Assignment
State the number of lines in the following material that contain the string "broken", and nothing else.

Exercise inputs
=-=-=-=-=
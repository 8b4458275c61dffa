// server/src/web/handlers/mod.rs

pub mod product_handlers;
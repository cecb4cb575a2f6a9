//! File Service Tests
//!
//! End-to-end behaviour of uploads and reads through the service layer:
//! TEMP → ACTIVE transitions, name reuse after delete, ranged reads,
//! channel inheritance and the change feed.

#[cfg(test)]
mod file_service_tests {
    use anyhow::Result;
    use async_trait::async_trait;
    use chanfs_core::db::{ChangeOperation, MemoryStore, MetadataStore, Mutation, StoreChange};
    use chanfs_core::models::NodeState;
    use chanfs_core::services::{ChangeHandler, ChangeListener, FileService, FsError, TreeService};
    use chanfs_core::transfer::{ChannelSink, WriterSink};
    use chanfs_core::transport::{ClientIdentity, ClientPool, MemoryProvider};
    use chanfs_core::{FsConfig, FsContext};
    use std::sync::Arc;
    use tokio::sync::Mutex;
    use tokio::time::{timeout, Duration};

    const MAIN: &str = "main";
    const MEDIA: &str = "media";

    struct Harness {
        files: FileService,
        tree: TreeService,
        provider: MemoryProvider,
        store: Arc<dyn MetadataStore>,
    }

    async fn harness(min_size: u64) -> Result<Harness> {
        let provider = MemoryProvider::with_channels(&[MAIN, MEDIA]);
        let store: Arc<dyn MetadataStore> = Arc::new(MemoryStore::new());
        let clients = ClientPool::new(vec![
            provider.client(ClientIdentity::user("alice")),
            provider.client(ClientIdentity::bot("helper")),
        ])?;

        let mut config = FsConfig::with_channel(MAIN);
        config.upload.chunk_size = 4;
        config.upload.min_size = min_size;
        config.transport.batch_size = 0;

        let ctx = FsContext::new(store.clone(), Arc::new(clients), config)?;
        ctx.ensure_root().await?;
        Ok(Harness {
            files: FileService::new(ctx.clone()),
            tree: TreeService::new(ctx),
            provider,
            store,
        })
    }

    async fn read_all(h: &Harness, path: &str) -> Result<Vec<u8>> {
        let mut sink = WriterSink::new(Vec::new());
        h.files.read_file_content(path, None, &mut sink).await?;
        Ok(sink.into_inner())
    }

    #[tokio::test]
    async fn test_small_upload_stays_inline() -> Result<()> {
        let h = harness(8).await?;
        let node = h.files.upload("/notes/todo.txt", &b"buy milk"[..]).await?;

        assert_eq!(node.state, NodeState::Active);
        let data = node.file().unwrap();
        assert_eq!(data.content.as_deref(), Some(&b"buy milk"[..]));
        assert!(data.parts.is_empty());
        assert_eq!(h.provider.message_count(MAIN).await, 0);
        assert_eq!(read_all(&h, "/notes/todo.txt").await?, b"buy milk");
        Ok(())
    }

    #[tokio::test]
    async fn test_large_upload_is_hosted() -> Result<()> {
        let h = harness(8).await?;
        let bytes: Vec<u8> = (0..100u8).collect();
        let node = h.files.upload("/big.bin", &bytes[..]).await?;

        let data = node.file().unwrap();
        assert!(data.content.is_none());
        assert_eq!(data.size(), 100);
        assert_eq!(h.files.size("/big.bin").await?, 100);
        assert_eq!(read_all(&h, "/big.bin").await?, bytes);
        Ok(())
    }

    #[tokio::test]
    async fn test_session_exposes_temp_record() -> Result<()> {
        let h = harness(0).await?;
        let session = h.files.create_file_with_content("/pending.bin").await?;

        assert_eq!(session.node().state, NodeState::Temp);
        assert!(h.files.exists("/pending.bin", NodeState::Temp).await?);
        assert!(!h.files.exists("/pending.bin", NodeState::Active).await?);
        assert!(h.tree.list_dir("/").await?.is_empty());

        let node = session.execute(&b"0123456789"[..]).await?;
        assert_eq!(node.state, NodeState::Active);
        assert!(h.files.exists("/pending.bin", NodeState::Active).await?);
        Ok(())
    }

    #[tokio::test]
    async fn test_aborted_upload_purges_record() -> Result<()> {
        let h = harness(0).await?;
        let session = h.files.create_file_with_content("/dropped.bin").await?;
        let id = session.node().id.clone();
        session.abort_handle().abort();

        let err = session.execute(&b"0123456789"[..]).await.unwrap_err();

        assert!(matches!(err, FsError::Aborted));
        assert!(h.store.get_node(&id).await?.is_none());
        Ok(())
    }

    #[tokio::test]
    async fn test_failed_upload_purges_record() -> Result<()> {
        let h = harness(0).await?;
        h.provider.fail_uploads_after(1).await;

        let err = h.files.upload("/broken.bin", &b"0123456789"[..]).await.unwrap_err();

        assert!(matches!(err, FsError::TransportUnavailable(_)), "{err}");
        assert!(!h.files.exists("/broken.bin", NodeState::Temp).await?);
        Ok(())
    }

    #[tokio::test]
    async fn test_active_name_conflicts_but_deleted_name_is_reusable() -> Result<()> {
        let h = harness(0).await?;
        let first = h.files.upload("/report.pdf", &b"version one"[..]).await?;

        let err = h
            .files
            .create_file_with_content("/REPORT.pdf")
            .await
            .err()
            .expect("active sibling must conflict");
        assert!(matches!(err, FsError::Conflict(_)));

        h.tree.delete("/report.pdf", false).await?;
        assert!(h.files.exists("/report.pdf", NodeState::Deleted).await?);

        let second = h.files.upload("/report.pdf", &b"version two"[..]).await?;
        assert_ne!(second.id, first.id);
        assert!(h.store.get_node(&first.id).await?.is_none());
        assert_eq!(read_all(&h, "/report.pdf").await?, b"version two");
        Ok(())
    }

    #[tokio::test]
    async fn test_ranged_reads() -> Result<()> {
        let h = harness(0).await?;
        let bytes: Vec<u8> = (0..40u8).collect();
        let node = h.files.upload("/range.bin", &bytes[..]).await?;

        let range = h.files.resolve_range(&node, Some(10), Some(25))?;
        let mut sink = WriterSink::new(Vec::new());
        let written = h.files.read_file_by_id(&node.id, range, &mut sink).await?;
        assert_eq!(written, 16);
        assert_eq!(sink.into_inner(), &bytes[10..=25]);

        // Open-ended
        let range = h.files.resolve_range(&node, Some(30), None)?;
        let mut sink = WriterSink::new(Vec::new());
        h.files.read_file_content("/range.bin", range, &mut sink).await?;
        assert_eq!(sink.into_inner(), &bytes[30..]);

        let err = h.files.resolve_range(&node, Some(40), None).unwrap_err();
        assert!(matches!(err, FsError::Validation(_)));
        Ok(())
    }

    #[tokio::test]
    async fn test_streaming_through_channel_sink() -> Result<()> {
        let h = harness(0).await?;
        let bytes: Vec<u8> = (0..64u8).collect();
        h.files.upload("/stream.bin", &bytes[..]).await?;

        let (mut sink, mut rx) = ChannelSink::channel(4);
        let files = h.files.clone();
        let task =
            tokio::spawn(async move { files.read_file_content("/stream.bin", None, &mut sink).await });

        let mut received = Vec::new();
        while let Some(chunk) = rx.recv().await {
            received.extend_from_slice(&chunk?);
        }
        task.await??;
        assert_eq!(received, bytes);
        Ok(())
    }

    #[tokio::test]
    async fn test_uploads_inherit_folder_channel() -> Result<()> {
        let h = harness(0).await?;
        let mut folder = h.tree.create("/videos", true).await?;
        folder.channel = Some(MEDIA.to_string());
        h.store.commit(vec![Mutation::Update(folder)]).await?;

        let node = h.files.upload("/videos/2024/clip.mp4", &b"not really a video"[..]).await?;

        assert_eq!(node.channel.as_deref(), Some(MEDIA));
        assert_eq!(node.mime(), Some("video/mp4"));
        assert_eq!(h.provider.message_count(MEDIA).await, 1);
        assert_eq!(h.provider.message_count(MAIN).await, 0);
        Ok(())
    }

    #[tokio::test]
    async fn test_reading_folders_is_not_found() -> Result<()> {
        let h = harness(0).await?;
        h.tree.create("/dir", true).await?;

        let mut sink = WriterSink::new(Vec::new());
        let err = h
            .files
            .read_file_content("/dir", None, &mut sink)
            .await
            .unwrap_err();
        assert!(matches!(err, FsError::NotFound(_)));
        Ok(())
    }

    struct Recorder {
        seen: Mutex<Vec<(ChangeOperation, String)>>,
    }

    #[async_trait]
    impl ChangeHandler for Recorder {
        async fn handle(&self, change: &StoreChange) -> Result<()> {
            self.seen
                .lock()
                .await
                .push((change.operation, change.node.filename.clone()));
            Ok(())
        }

        fn name(&self) -> &str {
            "recorder"
        }
    }

    #[tokio::test]
    async fn test_change_listener_sees_upload_lifecycle() -> Result<()> {
        let h = harness(0).await?;
        let recorder = Arc::new(Recorder {
            seen: Mutex::new(Vec::new()),
        });
        let mut listener = ChangeListener::new();
        listener.register(recorder.clone());
        let _task = listener.spawn(&h.store);

        h.files.upload("/watched.bin", &b"0123456789"[..]).await?;

        // Insert of the TEMP record, one part update, activation
        timeout(Duration::from_secs(1), async {
            loop {
                if recorder
                    .seen
                    .lock()
                    .await
                    .iter()
                    .filter(|(_, name)| name == "watched.bin")
                    .count()
                    >= 3
                {
                    break;
                }
                tokio::time::sleep(Duration::from_millis(5)).await;
            }
        })
        .await?;

        let seen = recorder.seen.lock().await;
        let ops: Vec<ChangeOperation> = seen
            .iter()
            .filter(|(_, name)| name == "watched.bin")
            .map(|(op, _)| *op)
            .collect();
        assert_eq!(
            ops,
            vec![
                ChangeOperation::Insert,
                ChangeOperation::Update,
                ChangeOperation::Update
            ]
        );
        Ok(())
    }
}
=-=-=-=-=
Answer to the problem
2